Our family last visited Acadia National Park in 2009 when the kids were just two- and three-years old. At the time, we explored the Schoodic Peninsula — a lesser known entrance to the park, where a 6-mile loop treated us to spectacular views of lighthouses and forested islands. The visit was a quiet way to introduce our young family to the park, and while we loved our first adventure together, we left wanting to experience more iconic spots in Acadia.

Flash forward to 2016, when we decided to celebrate the end of summer with a family trip to Bar Harbor. There were a number of must-dos on our wish list, but MP was especially curious to see Sand Beach for the first time, as she was intrigued by its description. The beach is located between Great Head to the east and a rocky shoreline to the west. The heavy sand is made up of shell fragments and sparkling quartz. It’s the only oceanside beach in Acadia National Park and the water is notoriously cold (typically 55ºF in the summer). Thousands of visitors from all over the world come to Sand Beach to experience its beauty. And if you want to know the truth, MP is more of a toe-dipper than an ocean swimmer. When she heard few swim in the chilly water, and most visitors stick to land, she thought, “This sounds like the place for me!”

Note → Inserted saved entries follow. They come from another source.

use std::fmt;

use serde::{Deserialize, Serialize};

/// Role of a prompt entry in a chat conversation.
#[derive(Debug, Clone, Copy, PartialEq, Eq, Serialize, Deserialize)]
#[serde(rename_all = "lowercase")]
pub enum ChatRole {
    /// Instructions that frame the whole conversation
    System,
    /// The user/human participant in the conversation
    User,
    /// The AI assistant participant in the conversation
    Assistant,
}

impl ChatRole {
    /// The wire name of this role.
    pub fn as_str(&self) -> &'static str {
        match self {
            ChatRole::System => "system",
            ChatRole::User => "user",
            ChatRole::Assistant => "assistant",
        }
    }
}

impl fmt::Display for ChatRole {
    fn fmt(&self, f: &mut fmt::Formatter<'_>) -> fmt::Result {
        write!(f, "{}", self.as_str())
    }
}

/// A single role-tagged entry in a prompt.
#[derive(Debug, Clone, PartialEq, Eq, Serialize, Deserialize)]
pub struct ChatMessage {
    /// The role of who authored this entry
    pub role: ChatRole,
    /// The text content of the entry
    pub content: String,
}

impl ChatMessage {
    /// Create a new entry with the given role and content.
    pub fn new(role: ChatRole, content: impl Into<String>) -> Self {
        Self {
            role,
            content: content.into(),
        }
    }

    /// Create a new builder for a system entry
    pub fn system() -> ChatMessageBuilder {
        ChatMessageBuilder::new(ChatRole::System)
    }

    /// Create a new builder for a user entry
    pub fn user() -> ChatMessageBuilder {
        ChatMessageBuilder::new(ChatRole::User)
    }

    /// Create a new builder for an assistant entry
    pub fn assistant() -> ChatMessageBuilder {
        ChatMessageBuilder::new(ChatRole::Assistant)
    }
}

/// Builder for ChatMessage
#[derive(Debug)]
pub struct ChatMessageBuilder {
    role: ChatRole,
    content: String,
}

impl ChatMessageBuilder {
    /// Create a new ChatMessageBuilder with specified role
    pub fn new(role: ChatRole) -> Self {
        Self {
            role,
            content: String::new(),
        }
    }

    /// Set the entry content
    pub fn content(mut self, content: impl Into<String>) -> Self {
        self.content = content.into();
        self
    }

    /// Build the ChatMessage
    pub fn build(self) -> ChatMessage {
        ChatMessage {
            role: self.role,
            content: self.content,
        }
    }
}

#[cfg(test)]
mod tests {
    use super::*;

    #[test]
    fn builder_sets_role_and_content() {
        let msg = ChatMessage::user().content("hi").build();
        assert_eq!(msg.role, ChatRole::User);
        assert_eq!(msg.content, "hi");
    }

    #[test]
    fn roles_serialize_to_wire_names() {
        let json = serde_json::to_string(&ChatMessage::system().content("be brief").build())
            .expect("serializable");
        assert_eq!(json, r#"{"role":"system","content":"be brief"}"#);
    }
}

Sand Beach is on the Park Loop Road, shortly after the park entrance station (where you’ll pay a moderate fee for your carload). We arrived early to find plenty of parking. There’s a short walk to the beach from the parking lot, and just before the stairway to the beach, there is a changing area and restrooms.

As we descended the stairs the kids spotted a touring ferry in the water and ran to get a better look as it slowly made its way past the beach. Once the ferry was no longer in view, CP#2 found a large shovel and set to work digging a deep hole in the sand. MP set off to take pictures and was surprised to find a brave few wading in the water waist-deep. CP#1 took some photos of her own before deciding to create a sand sculpture.



The weather was good to us — sunny, warm and bright. We decided to walk the 900-foot expanse of beach to a rocky promontory. From a distance, we could see dozens of morning hikers winding around The Beehive trail, which is best known for its hive-shaped granite face, narrow ledges and steep, metal-runged cliffs.


When we reached the rocks, the kids explored and did some climbing, while MP enjoyed the dramatic views and variegated greens and blues of the surf. She couldn’t help but feel delighted by the morning with the whole family outside and experiencing this very special place in Maine.